TASK ITEM: Set down the line containing "usize, embeddings: &[Vec<f32>])" and every line that follows it in the listing below, exactly as written and with nothing added.

DATA SHOWN:
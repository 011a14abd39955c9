//! Deterministic in-process embedder for tests.

use async_trait::async_trait;
use std::sync::atomic::{AtomicUsize, Ordering};

use super::Embedder;
use crate::error::{RagindexError, Result};

/// Hashes text into a fixed-size vector; identical texts embed identically.
pub(crate) struct FakeEmbedder {
    dim: usize,
    fail_on: Option<String>,
    calls: AtomicUsize,
}

impl FakeEmbedder {
    pub(crate) fn new(dim: usize) -> Self {
        Self {
            dim,
            fail_on: None,
            calls: AtomicUsize::new(0),
        }
    }

    /// Fails any batch containing a text with `needle` in it
    pub(crate) fn failing_on(dim: usize, needle: &str) -> Self {
        Self {
            fail_on: Some(needle.to_string()),
            ..Self::new(dim)
        }
    }

    pub(crate) fn calls(&self) -> usize {
        self.calls.load(Ordering::SeqCst)
    }

    pub(crate) fn vector_for(&self, text: &str) -> Vec<f32> {
        let mut vector = vec![0.0_f32; self.dim];
        for (i, byte) in text.bytes().enumerate() {
            vector[i % self.dim] += f32::from(byte) / 255.0;
        }
        vector
    }
}

#[async_trait]
impl Embedder for FakeEmbedder {
    fn model_name(&self) -> &str {
        "fake"
    }

    async fn embed_batch(&self, texts: &[String]) -> Result<Vec<Vec<f32>>> {
        self.calls.fetch_add(1, Ordering::SeqCst);
        if let Some(needle) = &self.fail_on {
            if texts.iter().any(|t| t.contains(needle.as_str())) {
                return Err(RagindexError::Embedding("connection refused".to_string()));
            }
        }
        Ok(texts.iter().map(|t| self.vector_for(t)).collect())
    }
}
use pulldown_cmark::{Event, Options, Parser as CmarkParser, Tag, TagEnd};
use std::path::Path;

use super::{document_name, DocItem, DocumentConverter, ItemKind, StructuredDocument};
use crate::error::{RagindexError, Result};

/// Markdown converter for lecture notes and handouts
///
/// Emits headings, paragraphs, list items and code blocks as separate items.
/// Markdown has no pages, so items carry no provenance. YAML front matter is
/// skipped.
pub struct MarkdownConverter;

impl DocumentConverter for MarkdownConverter {
    fn can_convert(&self, extension: &str) -> bool {
        matches!(extension, "md" | "markdown")
    }

    fn convert(&self, path: &Path) -> Result<StructuredDocument> {
        let content = std::fs::read_to_string(path).map_err(|e| {
            RagindexError::Conversion(format!("failed to read {}: {}", path.display(), e))
        })?;

        Ok(convert_markdown(&content, document_name(path)))
    }
}

/// Convert markdown source into structural items
pub fn convert_markdown(content: &str, name: String) -> StructuredDocument {
    let parser = CmarkParser::new_ext(content, Options::ENABLE_YAML_STYLE_METADATA_BLOCKS);
    let mut items = Vec::new();
    let mut current: Option<(ItemKind, String)> = None;
    let mut in_metadata = false;

    for event in parser {
        match event {
            Event::Start(Tag::MetadataBlock(_)) => in_metadata = true,
            Event::End(TagEnd::MetadataBlock(_)) => in_metadata = false,
            _ if in_metadata => {}

            Event::Start(Tag::Heading { level, .. }) => {
                flush(&mut current, &mut items);
                current = Some((ItemKind::Heading { level: level as u8 }, String::new()));
            }
            Event::Start(Tag::Item) => {
                flush(&mut current, &mut items);
                current = Some((ItemKind::ListItem, String::new()));
            }
            Event::Start(Tag::CodeBlock(_)) => {
                flush(&mut current, &mut items);
                current = Some((ItemKind::Code, String::new()));
            }
            Event::Start(Tag::Paragraph) => {
                // Paragraphs inside a list item belong to that item
                if current.is_none() {
                    current = Some((ItemKind::Paragraph, String::new()));
                }
            }
            Event::End(TagEnd::Heading(_)) | Event::End(TagEnd::Item) | Event::End(TagEnd::CodeBlock) => {
                flush(&mut current, &mut items);
            }
            Event::End(TagEnd::Paragraph) => match current.as_mut() {
                Some((ItemKind::Paragraph, _)) => flush(&mut current, &mut items),
                Some((_, text)) => text.push(' '),
                None => {}
            },
            Event::Text(text) | Event::Code(text) => match current.as_mut() {
                Some((_, buf)) => buf.push_str(&text),
                None => current = Some((ItemKind::Paragraph, text.to_string())),
            },
            Event::SoftBreak | Event::HardBreak => {
                if let Some((_, buf)) = current.as_mut() {
                    buf.push(' ');
                }
            }
            _ => {}
        }
    }
    flush(&mut current, &mut items);

    StructuredDocument { name, items }
}

fn flush(current: &mut Option<(ItemKind, String)>, items: &mut Vec<DocItem>) {
    if let Some((kind, text)) = current.take() {
        let text = match kind {
            ItemKind::Code => text.trim_end().to_string(),
            _ => text.split_whitespace().collect::<Vec<_>>().join(" "),
        };
        if !text.trim().is_empty() {
            items.push(DocItem::new(kind, text));
        }
    }
}

#[cfg(test)]
mod tests {
    use super::*;

    #[test]
    fn test_markdown_converter_can_convert() {
        assert!(MarkdownConverter.can_convert("md"));
        assert!(!MarkdownConverter.can_convert("txt"));
    }

    #[test]
    fn test_markdown_structure() {
        let content = r#"---
title: Lecture 1
---

# Ecology

Ecology studies **interactions**
between organisms.

## Populations

- A population is a group
- of one species

```
N(t) = N0 * e^(rt)
```
"#;

        let doc = convert_markdown(content, "lecture.md".into());
        let kinds: Vec<ItemKind> = doc.items.iter().map(|i| i.kind).collect();
        assert_eq!(
            kinds,
            vec![
                ItemKind::Heading { level: 1 },
                ItemKind::Paragraph,
                ItemKind::Heading { level: 2 },
                ItemKind::ListItem,
                ItemKind::ListItem,
                ItemKind::Code,
            ]
        );
        assert_eq!(doc.items[0].text, "Ecology");
        assert_eq!(doc.items[1].text, "Ecology studies interactions between organisms.");
        assert_eq!(doc.items[3].text, "A population is a group");
        assert_eq!(doc.items[5].text, "N(t) = N0 * e^(rt)");
        assert!(doc.items.iter().all(|i| i.prov.is_empty()));
        assert!(!doc.items.iter().any(|i| i.text.contains("Lecture 1")));
    }

    #[test]
    fn test_empty_markdown_has_no_items() {
        let doc = convert_markdown("   \n\n", "empty.md".into());
        assert!(doc.items.is_empty());
    }
}
pub mod ollama;
pub mod openai;

#[cfg(test)]
pub(crate) mod testing;

pub use ollama::OllamaEmbedder;
pub use openai::OpenAIEmbedder;

use async_trait::async_trait;
use std::future::Future;
use std::time::Duration;

use crate::config::EmbeddingsConfig;
use crate::error::{RagindexError, Result};

/// Embedding service used both to probe the dimensionality and to embed chunks
#[async_trait]
pub trait Embedder: Send + Sync {
    fn model_name(&self) -> &str;

    /// Embed texts, returning one vector per input in the same order
    async fn embed_batch(&self, texts: &[String]) -> Result<Vec<Vec<f32>>>;

    /// Embed a single text
    async fn embed_query(&self, text: &str) -> Result<Vec<f32>> {
        let mut embeddings = self.embed_batch(&[text.to_string()]).await?;
        if embeddings.len() != 1 {
            return Err(RagindexError::Embedding(format!(
                "expected 1 embedding, got {}",
                embeddings.len()
            )));
        }
        Ok(embeddings.remove(0))
    }
}

/// Build the embedder selected by `embeddings.provider`
pub fn build_embedder(config: &EmbeddingsConfig) -> Result<Box<dyn Embedder>> {
    match config.provider.as_str() {
        "ollama" => Ok(Box::new(OllamaEmbedder::from_config(config)?)),
        "openai" => {
            let api_key = std::env::var(&config.api_key_env).map_err(|_| {
                RagindexError::Config(format!("Environment variable {} not set", config.api_key_env))
            })?;
            Ok(Box::new(OpenAIEmbedder::from_config(config, api_key)?))
        }
        other => Err(RagindexError::Config(format!("unknown embeddings provider: {}", other))),
    }
}

/// Failure of a single HTTP request to an embedding service
#[derive(Debug)]
pub(crate) enum RequestError {
    /// Connection errors, 429 and 5xx
    Retryable(String),
    Fatal(String),
}

impl RequestError {
    pub(crate) fn from_status(status: reqwest::StatusCode, body: String, service: &str) -> Self {
        let message = format!("{} API error {}: {}", service, status, body);
        if status.as_u16() == 429 || status.is_server_error() {
            RequestError::Retryable(message)
        } else {
            RequestError::Fatal(message)
        }
    }
}

/// Run `op` with exponential backoff (1s, 2s, 4s, ...) on retryable errors
pub(crate) async fn with_retry<T, F, Fut>(max_retries: usize, mut op: F) -> Result<T>
where
    F: FnMut() -> Fut,
    Fut: Future<Output = std::result::Result<T, RequestError>>,
{
    let mut attempt = 0;
    let mut delay = Duration::from_secs(1);

    loop {
        match op().await {
            Ok(value) => return Ok(value),
            Err(RequestError::Retryable(message)) if attempt < max_retries => {
                log::warn!("Retry {}/{} after error: {}", attempt + 1, max_retries, message);
                tokio::time::sleep(delay).await;
                delay *= 2;
                attempt += 1;
            }
            Err(RequestError::Retryable(message)) | Err(RequestError::Fatal(message)) => {
                return Err(RagindexError::Embedding(message));
            }
        }
    }
}

/// Check that a service returned one embedding per input
pub(crate) fn check_count(expected: usize, embeddings: &[Vec<f32>]) -> Result<()> {
    if embeddings.len() != expected {
        return Err(RagindexError::Embedding(format!(
            "expected {} embeddings, got {}",
            expected,
            embeddings.len()
        )));
    }
    Ok(())
}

SOLUTION FOR THIS EXERCISE:
pub(crate) fn check_count(expected: usize, embeddings: &[Vec<f32>]) -> Result<()> {
    if embeddings.len() != expected {
        return Err(RagindexError::Embedding(format!(
            "expected {} embeddings, got {}",
            expected,
            embeddings.len()
        )));
    }
    Ok(())
}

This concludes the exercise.